* Task
Check every line below for the string "contents", and copy the lines that contain it.

Stored data:
-*-
use std::path::PathBuf;
use thiserror::Error;

/// Errors produced while loading a trace or building its distributions.
#[derive(Error, Debug)]
pub enum TraceError {
    #[error("Malformed trace line {line}: {reason}")]
    MalformedLine { line: usize, reason: String },

    #[error("I/O error on {}: {source}", path.display())]
    Io {
        path: PathBuf,
        #[source]
        source: std::io::Error,
    },

    #[error("Cannot build a CDF from an empty sample set")]
    EmptySamples,

    #[error("All {count} samples are zero; the CDF is undefined")]
    DegenerateSamples { count: usize },

    #[error("CSV error: {0}")]
    Csv(#[from] csv::Error),

    #[error("JSON error: {0}")]
    Json(#[from] serde_json::Error),
}

impl TraceError {
    pub fn malformed(line: usize, reason: impl Into<String>) -> Self {
        TraceError::MalformedLine {
            line,
            reason: reason.into(),
        }
    }

    pub fn io(path: impl Into<PathBuf>, source: std::io::Error) -> Self {
        TraceError::Io {
            path: path.into(),
            source,
        }
    }
}

pub type Result<T> = std::result::Result<T, TraceError>;
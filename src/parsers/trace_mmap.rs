// High-performance memory-mapped trace loader

use crate::error::{Result, TraceError};
use crate::log;
use crate::models::{OperationTokens, TraceRecord};
use crate::parsers::trace_common::parse_trace_bytes;
use crate::utils::{calculate_chunk_size, PerformanceProfiler};
use memchr::{memchr, memchr_iter};
use memmap2::MmapOptions;
use rayon::prelude::*;
use std::fs::File;
use std::path::Path;

/// A byte range of the mapped file plus the 1-based number of its first line.
#[derive(Debug, Clone, Copy, PartialEq, Eq)]
struct Chunk {
    start: usize,
    end: usize,
    first_line: usize,
}

// 라인을 자르지 않도록 청크 경계를 개행 다음 위치로 맞춤
fn split_chunks(data: &[u8], chunk_size: usize) -> Vec<(usize, usize)> {
    let mut boundaries = Vec::new();
    let mut pos = 0;

    while pos < data.len() {
        let tentative = (pos + chunk_size.max(1)).min(data.len());
        let end = if tentative < data.len() {
            match memchr(b'\n', &data[tentative - 1..]) {
                Some(offset) => tentative + offset,
                None => data.len(),
            }
        } else {
            tentative
        };
        boundaries.push((pos, end));
        pos = end;
    }

    boundaries
}

// 각 청크의 시작 라인 번호 계산 (개행 개수 누적)
fn number_chunks(data: &[u8], ranges: &[(usize, usize)]) -> Vec<Chunk> {
    let newline_counts: Vec<usize> = ranges
        .par_iter()
        .map(|&(start, end)| memchr_iter(b'\n', &data[start..end]).count())
        .collect();

    let mut first_line = 1;
    ranges
        .iter()
        .zip(newline_counts)
        .map(|(&(start, end), newlines)| {
            let chunk = Chunk {
                start,
                end,
                first_line,
            };
            first_line += newlines;
            chunk
        })
        .collect()
}

fn parse_chunk(data: &[u8], chunk: Chunk, tokens: &OperationTokens) -> Result<Vec<TraceRecord>> {
    let bytes = &data[chunk.start..chunk.end];
    let mut records = Vec::with_capacity(bytes.len() / 48);
    let mut line_no = chunk.first_line;
    let mut line_start = 0;

    for line_end in memchr_iter(b'\n', bytes) {
        records.push(parse_trace_bytes(&bytes[line_start..line_end], line_no, tokens)?);
        line_no += 1;
        line_start = line_end + 1;
    }
    // 마지막 줄에 개행이 없는 경우
    if line_start < bytes.len() {
        records.push(parse_trace_bytes(&bytes[line_start..], line_no, tokens)?);
    }

    Ok(records)
}

/// Parse an in-memory trace buffer in parallel chunks, keeping file order.
pub fn parse_trace_buffer(data: &[u8], chunk_size: usize, tokens: &OperationTokens) -> Result<Vec<TraceRecord>> {
    let chunks = number_chunks(data, &split_chunks(data, chunk_size));

    // rayon의 collect는 입력 순서를 유지
    let results: Vec<Result<Vec<TraceRecord>>> = chunks
        .par_iter()
        .map(|&chunk| parse_chunk(data, chunk, tokens))
        .collect();

    let total = results
        .iter()
        .map(|r| r.as_ref().map_or(0, |v| v.len()))
        .sum::<usize>();
    let mut records = Vec::with_capacity(total);
    // 가장 앞선 청크의 에러를 반환
    for result in results {
        records.extend(result?);
    }

    Ok(records)
}

/// Memory-map the trace file and parse it on all cores.
pub fn parse_trace_file_high_perf(filepath: &Path, tokens: &OperationTokens) -> Result<Vec<TraceRecord>> {
    let mut profiler = PerformanceProfiler::new();
    log!("Starting high-performance trace parsing: {}", filepath.display());

    let file = File::open(filepath).map_err(|e| TraceError::io(filepath, e))?;
    let file_size = file
        .metadata()
        .map_err(|e| TraceError::io(filepath, e))?
        .len() as usize;
    log!("File size: {:.2} MB", file_size as f64 / (1024.0 * 1024.0));

    // 빈 파일은 mmap 할 수 없음
    if file_size == 0 {
        return Ok(Vec::new());
    }

    let mmap = unsafe { MmapOptions::new().map(&file) }.map_err(|e| TraceError::io(filepath, e))?;
    profiler.checkpoint("File memory-mapped");

    let cpu_count = num_cpus::get();
    let chunk_size = calculate_chunk_size(file_size, cpu_count);
    log!(
        "Using {} CPU cores with chunk size: {:.2} MB",
        cpu_count,
        chunk_size as f64 / 1_048_576.0
    );

    let records = parse_trace_buffer(&mmap, chunk_size, tokens)?;
    profiler.checkpoint("Chunks parsed");

    log!(
        "High-performance parsing completed: {} records in {:.2}s",
        records.len(),
        profiler.get_total_time().as_secs_f64()
    );
    Ok(records)
}
use crate::models::{Operation, TraceRecord};
use std::collections::HashMap;

// 키별 상태: 아직 읽히지 않은 가장 최근 쓰기 시각
#[derive(Debug, Clone, Copy, PartialEq, Eq)]
enum PendingWrite {
    Unarmed,
    Armed(u64),
}

/// Time from each write to the first read of the same key that follows it.
///
/// Runs over the full, unfiltered trace. A write (re)arms its key, dropping
/// any earlier unmatched write; the next read on that key emits one sample
/// and disarms it. Other operations are ignored.
pub fn read_after_write_intervals(records: &[TraceRecord]) -> Vec<u64> {
    let mut pending: HashMap<&str, PendingWrite> = HashMap::new();
    let mut intervals = Vec::new();

    for record in records {
        match record.operation {
            Operation::Write => {
                pending.insert(&record.key, PendingWrite::Armed(record.timestamp));
            }
            Operation::Read => {
                if let Some(state) = pending.get_mut(&*record.key) {
                    if let PendingWrite::Armed(written_at) = *state {
                        intervals.push(record.timestamp.saturating_sub(written_at));
                        *state = PendingWrite::Unarmed;
                    }
                }
            }
            Operation::Other => {}
        }
    }

    intervals
}
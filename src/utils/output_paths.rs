use crate::models::DistributionKind;
use crate::utils::constants::FALLBACK_IDENTIFIER;
use std::fs;
use std::io;
use std::path::{Path, PathBuf};

/// 입력 파일 이름에서 출력 파일 식별자를 만든다.
///
/// `IBMObjectStoreTrace000Part0` 처럼 마커가 들어있으면 마커 뒤의 부분
/// (`000Part0`)을, 없으면 확장자를 뗀 파일 이름을 사용한다. `.gz`는 먼저 제거.
pub fn derive_identifier(input: &Path, marker: &str) -> String {
    let file_name = input
        .file_name()
        .map(|n| n.to_string_lossy().into_owned())
        .unwrap_or_default();
    let file_name = file_name.strip_suffix(".gz").unwrap_or(&file_name);

    let identifier = if !marker.is_empty() && file_name.contains(marker) {
        // 마커 사이의 첫 구간
        file_name.split(marker).nth(1).unwrap_or_default().to_string()
    } else {
        Path::new(file_name)
            .file_stem()
            .map(|s| s.to_string_lossy().into_owned())
            .unwrap_or_default()
    };

    if identifier.is_empty() {
        FALLBACK_IDENTIFIER.to_string()
    } else {
        identifier
    }
}

/// Output file layout for one run: `<dir>/<identifier><suffix>.<ext>`.
#[derive(Debug, Clone, PartialEq, Eq)]
pub struct OutputPaths {
    dir: PathBuf,
    identifier: String,
}

impl OutputPaths {
    pub fn new(dir: impl Into<PathBuf>, identifier: impl Into<String>) -> Self {
        Self {
            dir: dir.into(),
            identifier: identifier.into(),
        }
    }

    pub fn dir(&self) -> &Path {
        &self.dir
    }

    pub fn identifier(&self) -> &str {
        &self.identifier
    }

    /// 출력 디렉토리 생성 (이미 있으면 아무것도 하지 않음)
    pub fn ensure_dir(&self) -> io::Result<()> {
        fs::create_dir_all(&self.dir)
    }

    pub fn cdf_csv(&self, kind: DistributionKind) -> PathBuf {
        self.file(kind.suffix(), "csv")
    }

    pub fn cdf_plot(&self, kind: DistributionKind) -> PathBuf {
        self.file(kind.suffix(), "png")
    }

    pub fn summary(&self) -> PathBuf {
        self.file("_summary", "json")
    }

    pub fn log_file(&self) -> PathBuf {
        self.file("_result", "log")
    }

    fn file(&self, suffix: &str, extension: &str) -> PathBuf {
        self.dir
            .join(format!("{}{}.{}", self.identifier, suffix, extension))
    }
}

#[cfg(test)]
mod tests {
    use super::*;

    const MARKER: &str = "IBMObjectStoreTrace";

    #[test]
    fn test_identifier_after_marker() {
        assert_eq!(
            derive_identifier(Path::new("traces/IBMObjectStoreTrace000Part0"), MARKER),
            "000Part0"
        );
        assert_eq!(
            derive_identifier(Path::new("IBMObjectStoreTrace012Part3.gz"), MARKER),
            "012Part3"
        );
    }

    #[test]
    fn test_identifier_without_marker() {
        assert_eq!(derive_identifier(Path::new("/tmp/access.log"), MARKER), "access");
        assert_eq!(derive_identifier(Path::new("/tmp/access.log.gz"), MARKER), "access");
        assert_eq!(derive_identifier(Path::new("sample"), ""), "sample");
    }

    #[test]
    fn test_identifier_fallback() {
        assert_eq!(derive_identifier(Path::new("IBMObjectStoreTrace"), MARKER), "trace");
        assert_eq!(derive_identifier(Path::new("/"), MARKER), "trace");
    }

    #[test]
    fn test_output_file_names() {
        let paths = OutputPaths::new("./data", "000Part0");
        assert_eq!(
            paths.cdf_csv(DistributionKind::ReadIat),
            Path::new("./data/000Part0_read_iat_cdf.csv")
        );
        assert_eq!(
            paths.cdf_csv(DistributionKind::ReadAfterWrite),
            Path::new("./data/000Part0_raw_cdf.csv")
        );
        assert_eq!(
            paths.cdf_plot(DistributionKind::WriteIat),
            Path::new("./data/000Part0_write_iat_cdf.png")
        );
        assert_eq!(paths.summary(), Path::new("./data/000Part0_summary.json"));
        assert_eq!(paths.log_file(), Path::new("./data/000Part0_result.log"));
    }
}
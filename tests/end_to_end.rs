use objtrace::{
    run_analysis, AnalysisConfig, DistributionKind, LoaderKind, SkipReason, TraceError,
    WriteOutcome,
};
use flate2::write::GzEncoder;
use flate2::Compression;
use std::fs;
use std::io::Write;
use std::path::{Path, PathBuf};

const PUT_GET_TRACE: &str = "1 REST.PUT.OBJECT A
10 REST.GET.OBJECT A
20 REST.PUT.OBJECT A
25 REST.GET.OBJECT A
";

fn write_trace(dir: &Path, name: &str, contents: &str) -> PathBuf {
    let path = dir.join(name);
    fs::write(&path, contents).unwrap();
    path
}

fn config_for(output_dir: PathBuf, min_samples: usize) -> AnalysisConfig {
    AnalysisConfig {
        output_dir,
        min_samples,
        ..Default::default()
    }
}

fn read_rows(path: &Path) -> Vec<(u64, f64)> {
    fs::read_to_string(path)
        .unwrap()
        .lines()
        .map(|line| {
            let (x, y) = line.split_once(',').unwrap();
            (x.parse().unwrap(), y.parse().unwrap())
        })
        .collect()
}

// 여러 키와 OTHER 연산이 섞인 트레이스
fn mixed_trace() -> String {
    let mut lines = Vec::new();
    for i in 0..60u64 {
        let key = format!("obj{}", i % 5);
        let op = match i % 4 {
            0 => "REST.PUT.OBJECT",
            3 => "REST.HEAD.OBJECT",
            _ => "REST.GET.OBJECT",
        };
        lines.push(format!("{} {} {}", 100 + i * 3, op, key));
    }
    lines.join("\n") + "\n"
}

#[test]
fn test_put_get_scenario_writes_raw_cdf() {
    let dir = tempfile::tempdir().unwrap();
    let input = write_trace(dir.path(), "IBMObjectStoreTrace000Part0", PUT_GET_TRACE);
    let out = dir.path().join("data");

    let outcome = run_analysis(&input, &config_for(out.clone(), 1)).unwrap();

    assert_eq!(outcome.analysis.read_after_write, vec![9, 5]);
    assert_eq!(outcome.paths.identifier(), "000Part0");

    let raw_path = out.join("000Part0_raw_cdf.csv");
    let rows = read_rows(&raw_path);
    assert_eq!(rows.len(), 2);
    assert_eq!(rows[0].0, 5);
    assert!((rows[0].1 - 5.0 / 14.0).abs() < 1e-12);
    assert_eq!(rows[1], (9, 1.0));

    // read/write IAT는 샘플이 1개뿐이라 저장되지 않음
    assert!(!out.join("000Part0_read_iat_cdf.csv").exists());
    assert!(!out.join("000Part0_write_iat_cdf.csv").exists());
}

#[test]
fn test_default_threshold_skips_small_trace() {
    let dir = tempfile::tempdir().unwrap();
    let input = write_trace(dir.path(), "IBMObjectStoreTrace001Part0", PUT_GET_TRACE);
    let out = dir.path().join("data");

    let outcome = run_analysis(&input, &config_for(out.clone(), 5)).unwrap();

    assert_eq!(outcome.report.written().count(), 0);
    assert_eq!(
        outcome.report.outcome(DistributionKind::ReadAfterWrite),
        Some(&WriteOutcome::Skipped(SkipReason::InsufficientSamples {
            count: 2,
            threshold: 5
        }))
    );
    // 디렉토리는 생성되지만 CDF 파일은 없음
    assert!(out.is_dir());
    assert_eq!(fs::read_dir(&out).unwrap().count(), 0);
}

#[test]
fn test_malformed_trace_writes_nothing() {
    let dir = tempfile::tempdir().unwrap();
    let input = write_trace(
        dir.path(),
        "IBMObjectStoreTrace002Part0",
        "1 REST.PUT.OBJECT A\nnot-a-number REST.GET.OBJECT A\n",
    );
    let out = dir.path().join("data");

    let err = run_analysis(&input, &config_for(out.clone(), 0)).unwrap_err();

    assert!(matches!(err, TraceError::MalformedLine { line: 2, .. }));
    assert!(!out.exists());
}

#[test]
fn test_all_distributions_written_for_mixed_trace() {
    let dir = tempfile::tempdir().unwrap();
    let input = write_trace(dir.path(), "access.log", &mixed_trace());
    let out = dir.path().join("data");

    let outcome = run_analysis(&input, &config_for(out.clone(), 5)).unwrap();

    assert_eq!(outcome.report.written().count(), 3);
    for kind in DistributionKind::ALL {
        let path = out.join(format!("access{}.csv", kind.suffix()));
        let rows = read_rows(&path);
        assert_eq!(rows.len(), outcome.analysis.samples(kind).len());
        assert!(rows.windows(2).all(|w| w[0].0 <= w[1].0 && w[0].1 <= w[1].1));
        assert!((rows[rows.len() - 1].1 - 1.0).abs() < 1e-12);
    }
}

#[test]
fn test_highperf_loader_gives_same_result() {
    let dir = tempfile::tempdir().unwrap();
    let input = write_trace(dir.path(), "IBMObjectStoreTrace003Part0", &mixed_trace());

    let buffered = run_analysis(&input, &config_for(dir.path().join("a"), 5)).unwrap();
    let mmap_config = AnalysisConfig {
        loader: LoaderKind::Mmap,
        ..config_for(dir.path().join("b"), 5)
    };
    let mmap = run_analysis(&input, &mmap_config).unwrap();

    assert_eq!(buffered.analysis, mmap.analysis);
    for kind in DistributionKind::ALL {
        let a = fs::read_to_string(buffered.paths.cdf_csv(kind)).unwrap();
        let b = fs::read_to_string(mmap.paths.cdf_csv(kind)).unwrap();
        assert_eq!(a, b);
    }
}

#[test]
fn test_summary_file() {
    let dir = tempfile::tempdir().unwrap();
    let input = write_trace(dir.path(), "IBMObjectStoreTrace004Part0", &mixed_trace());
    let config = AnalysisConfig {
        write_summary: true,
        ..config_for(dir.path().join("data"), 5)
    };

    let outcome = run_analysis(&input, &config).unwrap();
    let summary_path = outcome.summary_path.expect("summary path");
    assert_eq!(summary_path, dir.path().join("data/004Part0_summary.json"));

    let value: serde_json::Value =
        serde_json::from_str(&fs::read_to_string(summary_path).unwrap()).unwrap();
    assert_eq!(value["counts"]["records"], 60);
    assert_eq!(value["counts"]["others"], 15);
    assert_eq!(value["report"]["outcomes"].as_array().map(|a| a.len()), Some(3));
}

#[test]
fn test_summary_write_failure_is_an_error() {
    let dir = tempfile::tempdir().unwrap();
    let input = write_trace(dir.path(), "IBMObjectStoreTrace005Part0", &mixed_trace());
    let out = dir.path().join("data");
    // summary 경로를 디렉토리로 막아둠
    fs::create_dir_all(out.join("005Part0_summary.json")).unwrap();
    let config = AnalysisConfig {
        write_summary: true,
        ..config_for(out, 5)
    };

    let err = run_analysis(&input, &config).unwrap_err();
    assert!(matches!(err, TraceError::Io { .. }));
}

#[test]
fn test_highperf_on_gzip_falls_back_to_buffered() {
    let dir = tempfile::tempdir().unwrap();
    let input = dir.path().join("IBMObjectStoreTrace006Part0.gz");
    let mut encoder = GzEncoder::new(fs::File::create(&input).unwrap(), Compression::default());
    encoder.write_all(mixed_trace().as_bytes()).unwrap();
    encoder.finish().unwrap();

    let buffered = run_analysis(&input, &config_for(dir.path().join("a"), 5)).unwrap();
    let mmap_config = AnalysisConfig {
        loader: LoaderKind::Mmap,
        ..config_for(dir.path().join("b"), 5)
    };
    let mmap = run_analysis(&input, &mmap_config).unwrap();

    assert_eq!(mmap.analysis.counts.records, 60);
    assert_eq!(buffered.analysis, mmap.analysis);
    assert_eq!(mmap.paths.identifier(), "006Part0");
    assert_eq!(mmap.report.written().count(), 3);
}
-*-
* Reply
fn write_trace(dir: &Path, name: &str, contents: &str) -> PathBuf {
    fs::write(&path, contents).unwrap();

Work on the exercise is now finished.